In the August before my junior year, I moved into a one-bedroom with David, a graduate student I’d been dating since the previous semester. My parents weren’t entirely pleased, but I was dying to get out of the dorms, having spent four years in them during high school, and my AV job enabled me to pay my share of the rent. It was a stout, twelve-unit building with peeling beige paint and a purple burst of a garden; our galley kitchen was so narrow that I could only open the refrigerator door partway before it hit an opposing cabinet. Often we ordered in from the dim sum restaurant down the block, filling David’s Ikea plates with shrimp dumplings and steamed buns, lo mai gai wrapped in lotus leaves. I did homework for my psychology courses or edited videos, and I began to read fiction—something I had never enjoyed before but that now gave me a heady feeling of adventure.

David worked on the font he’d created, the cornerstone of his dissertation in graphic design. I liked his even demeanor and his realism. Our similarities were comforting—or perhaps it comforted me to think we were similar. David didn’t ask about Mills. He seemed to assume that high school was as ancient a memory for me as it was for him. At night, we slept in his double bed, and he was always there in the morning, his hands crossed over his chest like a corpse.

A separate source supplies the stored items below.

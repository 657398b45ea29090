//! Configuration for the sentence generator

use std::path::Path;

use serde::Deserialize;
use thiserror::Error;

/// Errors that can occur when loading a generator configuration
#[derive(Error, Debug)]
pub enum ConfigError {
    #[error("Failed to read config file: {0}")]
    IoError(#[from] std::io::Error),
    #[error("Failed to parse config TOML: {0}")]
    ParseError(#[from] toml::de::Error),
    #[error("invalid configuration: {0}")]
    Invalid(String),
}

/// Tunable grammar rules
#[derive(Debug, Clone, PartialEq, Deserialize)]
#[serde(default)]
pub struct GeneratorConfig {
    /// Chance that an entry with a random prefix mode gets a prefix
    pub prefix_probability: f64,

    /// Leading characters that turn "le"/"la" into "l'" and "de" into "d'"
    pub elision_chars: String,
}

/// TOML structure for deserializing configuration files
#[derive(Deserialize)]
struct TomlConfig {
    generator: Option<GeneratorConfig>,
}

impl Default for GeneratorConfig {
    fn default() -> Self {
        Self {
            prefix_probability: 0.2,
            elision_chars: "aeiouyéh".to_string(),
        }
    }
}

impl GeneratorConfig {
    /// Create a new configuration with default values
    pub fn new() -> Self {
        Self::default()
    }

    /// Load configuration from a TOML file
    pub fn from_file(path: &Path) -> Result<Self, ConfigError> {
        let content = std::fs::read_to_string(path)?;
        Self::from_str(&content)
    }

    /// Load configuration from a TOML string
    ///
    /// Settings live under a `[generator]` table; missing keys keep their defaults.
    #[allow(clippy::should_implement_trait)]
    pub fn from_str(content: &str) -> Result<Self, ConfigError> {
        let parsed: TomlConfig = toml::from_str(content)?;
        let config = parsed.generator.unwrap_or_default();
        config.validate()?;
        Ok(config)
    }

    /// Set the prefix probability, clamped to `[0, 1]`
    pub fn with_prefix_probability(mut self, probability: f64) -> Self {
        self.prefix_probability = if probability.is_nan() {
            0.0
        } else {
            probability.clamp(0.0, 1.0)
        };
        self
    }

    /// Set the elision class
    pub fn with_elision_chars(mut self, chars: impl Into<String>) -> Self {
        self.elision_chars = chars.into();
        self
    }

    pub fn validate(&self) -> Result<(), ConfigError> {
        if !(0.0..=1.0).contains(&self.prefix_probability) {
            return Err(ConfigError::Invalid(format!(
                "prefix_probability must be between 0 and 1, got {}",
                self.prefix_probability
            )));
        }
        Ok(())
    }
}
//! Property tests for agreement, elision and loading

use corvo::generator::grammar::{with_article, with_preposition};
use corvo::lexicon::{AdjectiveEntry, NounEntry, PrefixEntry, VerbEntry};
use corvo::{Gender, Generator, GeneratorConfig, Lexicon, PrefixMode, Template};
use proptest::prelude::*;
use rand::rngs::StdRng;
use rand::SeedableRng;

const ELISION: &str = "aeiouyéh";

fn gender() -> impl Strategy<Value = Gender> {
    prop_oneof![Just(Gender::Masculine), Just(Gender::Feminine)]
}

fn prefix_mode() -> impl Strategy<Value = PrefixMode> {
    prop_oneof![
        Just(PrefixMode::Never),
        Just(PrefixMode::Always),
        Just(PrefixMode::Random)
    ]
}

fn word() -> impl Strategy<Value = String> {
    "[a-zéè]{1,10}"
}

fn mode_code(mode: PrefixMode) -> u8 {
    match mode {
        PrefixMode::Never => 0,
        PrefixMode::Always => 1,
        PrefixMode::Random => 2,
    }
}

fn gender_code(gender: Gender) -> u8 {
    match gender {
        Gender::Masculine => 1,
        Gender::Feminine => 2,
    }
}

proptest! {
    #[test]
    fn elided_nouns_take_l_apostrophe(noun in "[aeiouyéh][a-z]{0,8}", g in gender()) {
        let phrase = with_article(&noun, g, ELISION);
        prop_assert!(phrase.starts_with("l'"));
        prop_assert!(!phrase.starts_with("le ") && !phrase.starts_with("la "));
    }

    #[test]
    fn other_nouns_take_gendered_article(noun in "[bcdfgjklmnpqrstvwxz][a-z]{0,8}", g in gender()) {
        let phrase = with_article(&noun, g, ELISION);
        match g {
            Gender::Masculine => prop_assert!(phrase.starts_with("le ")),
            Gender::Feminine => prop_assert!(phrase.starts_with("la ")),
        }
    }

    #[test]
    fn de_verbs_use_exactly_one_preposition(verb in word()) {
        let phrase = with_preposition(&verb, ELISION);
        prop_assert!(phrase.starts_with("d'") != phrase.starts_with("de "));
    }

    #[test]
    fn complete_lexicons_always_generate(
        verbs in prop::collection::vec((word(), prefix_mode()), 1..5),
        adjectives in prop::collection::vec((word(), word()), 1..5),
        masculine in prop::collection::vec((word(), prefix_mode()), 1..5),
        feminine in prop::collection::vec((word(), prefix_mode()), 1..5),
        prefixes in prop::collection::vec(word(), 1..4),
        seed in any::<u64>(),
    ) {
        let mut lexicon = Lexicon::default()
            .with_template(Template::parse("[v] [n] [a] , [d] [m] [a] et [f] [a] ."));
        for (verb, mode) in &verbs {
            lexicon = lexicon.with_verb(VerbEntry::new(verb.as_str(), *mode));
        }
        for (masc, fem) in &adjectives {
            lexicon = lexicon.with_adjective(AdjectiveEntry::new(masc.as_str(), fem.as_str(), PrefixMode::Never));
        }
        for (noun, mode) in &masculine {
            lexicon = lexicon.with_noun(NounEntry::new(noun.as_str(), Gender::Masculine, *mode));
        }
        for (noun, mode) in &feminine {
            lexicon = lexicon.with_noun(NounEntry::new(noun.as_str(), Gender::Feminine, *mode));
        }
        for prefix in &prefixes {
            lexicon = lexicon.with_prefix(PrefixEntry::new(prefix.as_str()));
        }

        let mut rng = StdRng::seed_from_u64(seed);
        let sentence = Generator::with_config(&lexicon, GeneratorConfig::default())
            .generate(&mut rng);
        prop_assert!(sentence.is_ok());
        let sentence = sentence.unwrap_or_default();
        prop_assert!(!sentence.is_empty());
        prop_assert!(!sentence.contains('['));
        prop_assert!(sentence.ends_with(" ."));
    }

    #[test]
    fn loading_is_idempotent(
        verbs in prop::collection::vec((word(), prefix_mode()), 0..6),
        nouns in prop::collection::vec((word(), gender(), prefix_mode()), 0..6),
        prefixes in prop::collection::vec(word(), 0..4),
    ) {
        let mut source = String::from("[Verbes]\n");
        for (verb, mode) in &verbs {
            source.push_str(&format!("\"{}\", {}\n", verb, mode_code(*mode)));
        }
        source.push_str("[Noms]\n");
        for (noun, g, mode) in &nouns {
            source.push_str(&format!("{}, {}, {}\n", noun, gender_code(*g), mode_code(*mode)));
        }
        source.push_str("[Prefix]\n");
        for prefix in &prefixes {
            source.push_str(&format!("{}\n", prefix));
        }

        let first = Lexicon::from_str(&source);
        let second = Lexicon::from_str(&source);
        prop_assert!(first.is_ok());
        prop_assert_eq!(&first, &second);

        let lexicon = first.unwrap_or_default();
        prop_assert_eq!(lexicon.verbs().len(), verbs.len());
        prop_assert_eq!(lexicon.nouns().len(), nouns.len());
        prop_assert_eq!(lexicon.prefixes().len(), prefixes.len());
        for (entry, (noun, g, _)) in lexicon.nouns().iter().zip(&nouns) {
            prop_assert_eq!(&entry.text, noun);
            prop_assert_eq!(entry.gender, *g);
        }
    }
}
//! Typed lexicon entries

use std::fmt;

/// Lexicon file sections, in the order they usually appear
#[derive(Debug, Clone, Copy, PartialEq, Eq, Hash)]
pub enum Section {
    Verbs,
    Adjectives,
    Nouns,
    Prefixes,
    Templates,
}

impl Section {
    pub const ALL: [Section; 5] = [
        Section::Verbs,
        Section::Adjectives,
        Section::Nouns,
        Section::Prefixes,
        Section::Templates,
    ];

    /// The header line that opens this section
    pub fn header(self) -> &'static str {
        match self {
            Section::Verbs => "[Verbes]",
            Section::Adjectives => "[Adjectifs]",
            Section::Nouns => "[Noms]",
            Section::Prefixes => "[Prefix]",
            Section::Templates => "[Gabarits]",
        }
    }

    /// Match a trimmed line against the five section headers
    pub fn from_header(line: &str) -> Option<Self> {
        Self::ALL.into_iter().find(|s| s.header() == line)
    }
}

impl fmt::Display for Section {
    fn fmt(&self, f: &mut fmt::Formatter<'_>) -> fmt::Result {
        f.write_str(self.header())
    }
}

/// Whether a hyphenated prefix is attached to an entry's surface form
#[derive(Debug, Clone, Copy, PartialEq, Eq, Hash, Default)]
pub enum PrefixMode {
    #[default]
    Never,
    Always,
    /// Attached with the generator's prefix probability
    Random,
}

impl PrefixMode {
    /// Decode the file's integer code (0 = never, 1 = always, 2 = random)
    pub fn from_code(code: u8) -> Option<Self> {
        match code {
            0 => Some(PrefixMode::Never),
            1 => Some(PrefixMode::Always),
            2 => Some(PrefixMode::Random),
            _ => None,
        }
    }
}

/// Grammatical gender of a noun
#[derive(Debug, Clone, Copy, PartialEq, Eq, Hash, Default)]
pub enum Gender {
    #[default]
    Masculine,
    Feminine,
}

impl Gender {
    /// Decode the file's integer code (1 = masculine, 2 = feminine)
    pub fn from_code(code: u8) -> Option<Self> {
        match code {
            1 => Some(Gender::Masculine),
            2 => Some(Gender::Feminine),
            _ => None,
        }
    }
}

#[derive(Debug, Clone, PartialEq, Eq)]
pub struct VerbEntry {
    /// Infinitive form
    pub infinitive: String,
    pub prefix_mode: PrefixMode,
}

impl VerbEntry {
    pub fn new(infinitive: impl Into<String>, prefix_mode: PrefixMode) -> Self {
        Self {
            infinitive: infinitive.into(),
            prefix_mode,
        }
    }
}

#[derive(Debug, Clone, PartialEq, Eq)]
pub struct AdjectiveEntry {
    pub masculine: String,
    pub feminine: String,
    /// Parsed and kept, but adjectives are never prefixed
    pub prefix_mode: PrefixMode,
}

impl AdjectiveEntry {
    pub fn new(
        masculine: impl Into<String>,
        feminine: impl Into<String>,
        prefix_mode: PrefixMode,
    ) -> Self {
        Self {
            masculine: masculine.into(),
            feminine: feminine.into(),
            prefix_mode,
        }
    }

    /// The surface form agreeing with `gender`
    pub fn form(&self, gender: Gender) -> &str {
        match gender {
            Gender::Masculine => &self.masculine,
            Gender::Feminine => &self.feminine,
        }
    }
}

#[derive(Debug, Clone, PartialEq, Eq)]
pub struct NounEntry {
    pub text: String,
    pub gender: Gender,
    pub prefix_mode: PrefixMode,
}

impl NounEntry {
    pub fn new(text: impl Into<String>, gender: Gender, prefix_mode: PrefixMode) -> Self {
        Self {
            text: text.into(),
            gender,
            prefix_mode,
        }
    }
}

#[derive(Debug, Clone, PartialEq, Eq)]
pub struct PrefixEntry {
    pub text: String,
}

impl PrefixEntry {
    pub fn new(text: impl Into<String>) -> Self {
        Self { text: text.into() }
    }
}

#[cfg(test)]
mod tests {
    use super::*;

    #[test]
    fn test_section_headers_round_trip() {
        for section in Section::ALL {
            assert_eq!(Section::from_header(section.header()), Some(section));
        }
        assert_eq!(Section::from_header("[Verbs]"), None);
        assert_eq!(Section::from_header("[v] le [n]"), None);
    }

    #[test]
    fn test_prefix_mode_codes() {
        assert_eq!(PrefixMode::from_code(0), Some(PrefixMode::Never));
        assert_eq!(PrefixMode::from_code(1), Some(PrefixMode::Always));
        assert_eq!(PrefixMode::from_code(2), Some(PrefixMode::Random));
        assert_eq!(PrefixMode::from_code(3), None);
    }

    #[test]
    fn test_gender_codes() {
        assert_eq!(Gender::from_code(1), Some(Gender::Masculine));
        assert_eq!(Gender::from_code(2), Some(Gender::Feminine));
        assert_eq!(Gender::from_code(0), None);
    }

    #[test]
    fn test_adjective_form_follows_gender() {
        let adj = AdjectiveEntry::new("temporel", "temporelle", PrefixMode::Never);
        assert_eq!(adj.form(Gender::Masculine), "temporel");
        assert_eq!(adj.form(Gender::Feminine), "temporelle");
    }
}
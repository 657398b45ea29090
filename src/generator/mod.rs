//! Sentence generator
//!
//! Picks a template at random and replaces each of its tag slots with a word
//! drawn from the lexicon. Nouns set the gender that following adjectives
//! agree with; the gender starts out masculine for every sentence.
//!
//! A noun slot right after a literal "le" or "la" in the template is emitted
//! without its own article.

mod config;
pub mod grammar;

pub use config::{ConfigError, GeneratorConfig};

use rand::seq::SliceRandom;
use rand::Rng;
use thiserror::Error;

use crate::lexicon::{Category, Gender, Lexicon, PrefixMode};
use crate::template::{TagKind, Template, TemplateToken};

/// Errors that can occur while generating a sentence
#[derive(Debug, Error, Clone, PartialEq, Eq)]
pub enum GenerateError {
    /// A slot needs a category the lexicon has no entries for
    #[error("no {category} in the lexicon")]
    EmptyCategory { category: Category },
}

impl GenerateError {
    fn empty(category: Category) -> Self {
        Self::EmptyCategory { category }
    }
}

/// Generates sentences from a borrowed lexicon
///
/// A generator holds no state between sentences; all randomness comes from
/// the `Rng` passed to each call.
#[derive(Debug, Clone)]
pub struct Generator<'a> {
    lexicon: &'a Lexicon,
    config: GeneratorConfig,
}

impl<'a> Generator<'a> {
    pub fn new(lexicon: &'a Lexicon) -> Self {
        Self::with_config(lexicon, GeneratorConfig::default())
    }

    pub fn with_config(lexicon: &'a Lexicon, config: GeneratorConfig) -> Self {
        Self { lexicon, config }
    }

    /// Generate one sentence from a randomly chosen template
    pub fn generate<R: Rng + ?Sized>(&self, rng: &mut R) -> Result<String, GenerateError> {
        let template = self
            .lexicon
            .templates()
            .choose(rng)
            .ok_or(GenerateError::empty(Category::Templates))?;
        self.generate_from(template, rng)
    }

    /// Generate one sentence from the given template
    ///
    /// Fails before drawing anything if the template needs an empty category.
    pub fn generate_from<R: Rng + ?Sized>(
        &self,
        template: &Template,
        rng: &mut R,
    ) -> Result<String, GenerateError> {
        log::debug!("gabarit: {}", template.raw());

        if let Some(category) = template
            .required_categories()
            .into_iter()
            .find(|c| self.lexicon.count(*c) == 0)
        {
            return Err(GenerateError::empty(category));
        }

        let mut gender = Gender::Masculine;
        let mut words = Vec::with_capacity(template.tokens().len());
        let mut after_article = false;
        for token in template.tokens() {
            match token {
                TemplateToken::Literal(word) => {
                    after_article = grammar::is_article(word);
                    words.push(word.clone());
                }
                TemplateToken::Slot(kind) => {
                    let replacement = self.resolve(*kind, &mut gender, after_article, rng)?;
                    log::trace!("{} -> {}", kind, replacement);
                    words.push(replacement);
                    after_article = false;
                }
            }
        }

        Ok(words.join(" "))
    }

    fn resolve<R: Rng + ?Sized>(
        &self,
        kind: TagKind,
        gender: &mut Gender,
        after_article: bool,
        rng: &mut R,
    ) -> Result<String, GenerateError> {
        match kind {
            TagKind::Verb => self.verb(rng),
            TagKind::VerbWithDe => {
                let verb = self.verb(rng)?;
                Ok(grammar::with_preposition(&verb, &self.config.elision_chars))
            }
            TagKind::Noun | TagKind::Masculine | TagKind::Feminine => {
                let wanted = match kind {
                    TagKind::Masculine => Some(Gender::Masculine),
                    TagKind::Feminine => Some(Gender::Feminine),
                    _ => None,
                };
                let (bare, noun_gender) = self.bare_noun(wanted, rng)?;
                *gender = noun_gender;
                if after_article {
                    Ok(bare)
                } else {
                    Ok(grammar::with_article(
                        &bare,
                        noun_gender,
                        &self.config.elision_chars,
                    ))
                }
            }
            TagKind::Adjective => self.adjective(*gender, rng),
        }
    }

    /// A random infinitive, possibly prefixed
    pub fn verb<R: Rng + ?Sized>(&self, rng: &mut R) -> Result<String, GenerateError> {
        let verb = self
            .lexicon
            .verbs()
            .choose(rng)
            .ok_or(GenerateError::empty(Category::Verbs))?;
        self.attach_prefix(&verb.infinitive, verb.prefix_mode, rng)
    }

    /// A random noun with its article, and the noun's gender
    ///
    /// With `Some(gender)` the draw is restricted to nouns of that gender.
    pub fn noun<R: Rng + ?Sized>(
        &self,
        gender: Option<Gender>,
        rng: &mut R,
    ) -> Result<(String, Gender), GenerateError> {
        let (bare, gender) = self.bare_noun(gender, rng)?;
        let phrase = grammar::with_article(&bare, gender, &self.config.elision_chars);
        Ok((phrase, gender))
    }

    /// A random noun, possibly prefixed, without article
    pub fn bare_noun<R: Rng + ?Sized>(
        &self,
        gender: Option<Gender>,
        rng: &mut R,
    ) -> Result<(String, Gender), GenerateError> {
        let nouns = self.lexicon.nouns();
        let noun = match gender {
            None => nouns.choose(rng).ok_or(GenerateError::empty(Category::Nouns))?,
            Some(wanted) => {
                let category = match wanted {
                    Gender::Masculine => Category::MasculineNouns,
                    Gender::Feminine => Category::FeminineNouns,
                };
                let index = self
                    .lexicon
                    .noun_indices(wanted)
                    .choose(rng)
                    .ok_or(GenerateError::empty(category))?;
                &nouns[*index]
            }
        };

        let bare = self.attach_prefix(&noun.text, noun.prefix_mode, rng)?;
        Ok((bare, noun.gender))
    }

    /// A random adjective in the form agreeing with `gender`
    pub fn adjective<R: Rng + ?Sized>(
        &self,
        gender: Gender,
        rng: &mut R,
    ) -> Result<String, GenerateError> {
        let adjective = self
            .lexicon
            .adjectives()
            .choose(rng)
            .ok_or(GenerateError::empty(Category::Adjectives))?;
        Ok(adjective.form(gender).to_string())
    }

    fn attach_prefix<R: Rng + ?Sized>(
        &self,
        word: &str,
        mode: PrefixMode,
        rng: &mut R,
    ) -> Result<String, GenerateError> {
        let attach = match mode {
            PrefixMode::Never => false,
            PrefixMode::Always => true,
            PrefixMode::Random => rng.gen::<f64>() < self.config.prefix_probability,
        };
        if !attach {
            return Ok(word.to_string());
        }

        let prefix = self
            .lexicon
            .prefixes()
            .choose(rng)
            .ok_or(GenerateError::empty(Category::Prefixes))?;
        Ok(grammar::prefixed(&prefix.text, word))
    }
}
//! Provider identity tag

use serde::{Deserialize, Serialize};
use std::fmt;
use std::str::FromStr;

use crate::types::TellerError;

/// Which upstream system a connection talks to.
///
/// This is a closed set: dispatch happens once at the connection-manager
/// boundary by matching on this enum, never by re-inspecting strings
/// downstream. Adding a provider means adding a variant and an adapter.
#[derive(Serialize, Deserialize, Clone, Copy, Debug, Default, PartialEq, Eq, Hash)]
#[serde(rename_all = "kebab-case")]
pub enum ProviderId {
    /// Stable partner aggregation API with a link-token handshake.
    #[default]
    Aggregator,
    /// Regional browser-automation scraper for banks without a public API.
    /// Slow, flaky, and the reason the retry policy exists.
    RegionalScraper,
}

impl ProviderId {
    pub fn as_str(&self) -> &'static str {
        match self {
            ProviderId::Aggregator => "aggregator",
            ProviderId::RegionalScraper => "regional-scraper",
        }
    }
}

impl fmt::Display for ProviderId {
    fn fmt(&self, f: &mut fmt::Formatter<'_>) -> fmt::Result {
        f.write_str(self.as_str())
    }
}

impl FromStr for ProviderId {
    type Err = TellerError;

    fn from_str(s: &str) -> Result<Self, Self::Err> {
        match s {
            "aggregator" => Ok(ProviderId::Aggregator),
            "regional-scraper" => Ok(ProviderId::RegionalScraper),
            other => Err(TellerError::Validation(format!(
                "unknown provider '{}' (expected 'aggregator' or 'regional-scraper')",
                other
            ))),
        }
    }
}

#[cfg(test)]
mod tests {
    use super::*;

    #[test]
    fn test_provider_str_roundtrip() {
        for provider in [ProviderId::Aggregator, ProviderId::RegionalScraper] {
            assert_eq!(provider.as_str().parse::<ProviderId>().unwrap(), provider);
        }
    }

    #[test]
    fn test_unknown_provider_rejected() {
        let err = "venmo".parse::<ProviderId>().unwrap_err();
        assert!(matches!(err, TellerError::Validation(_)));
    }

    #[test]
    fn test_serde_tags() {
        assert_eq!(
            serde_json::to_string(&ProviderId::RegionalScraper).unwrap(),
            "\"regional-scraper\""
        );
        assert_eq!(
            serde_json::from_str::<ProviderId>("\"aggregator\"").unwrap(),
            ProviderId::Aggregator
        );
    }
}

Every so often, I received an e-mail from Hannah, who was majoring in environmental science at Colorado College ( Happy N-Y! How was your x-mas? I sat on a mountaintop—drank champagne, made drunken angels in the snow. Heaven ). We talked on the phone sporadically, but by senior year, we’d lost touch almost completely. She was happy to hear about David; once she said, “God, remember Gabe ?” her tone conspiratorial and incredulous, as if he were a once-beloved leader or celebrity who had come to a disreputable end.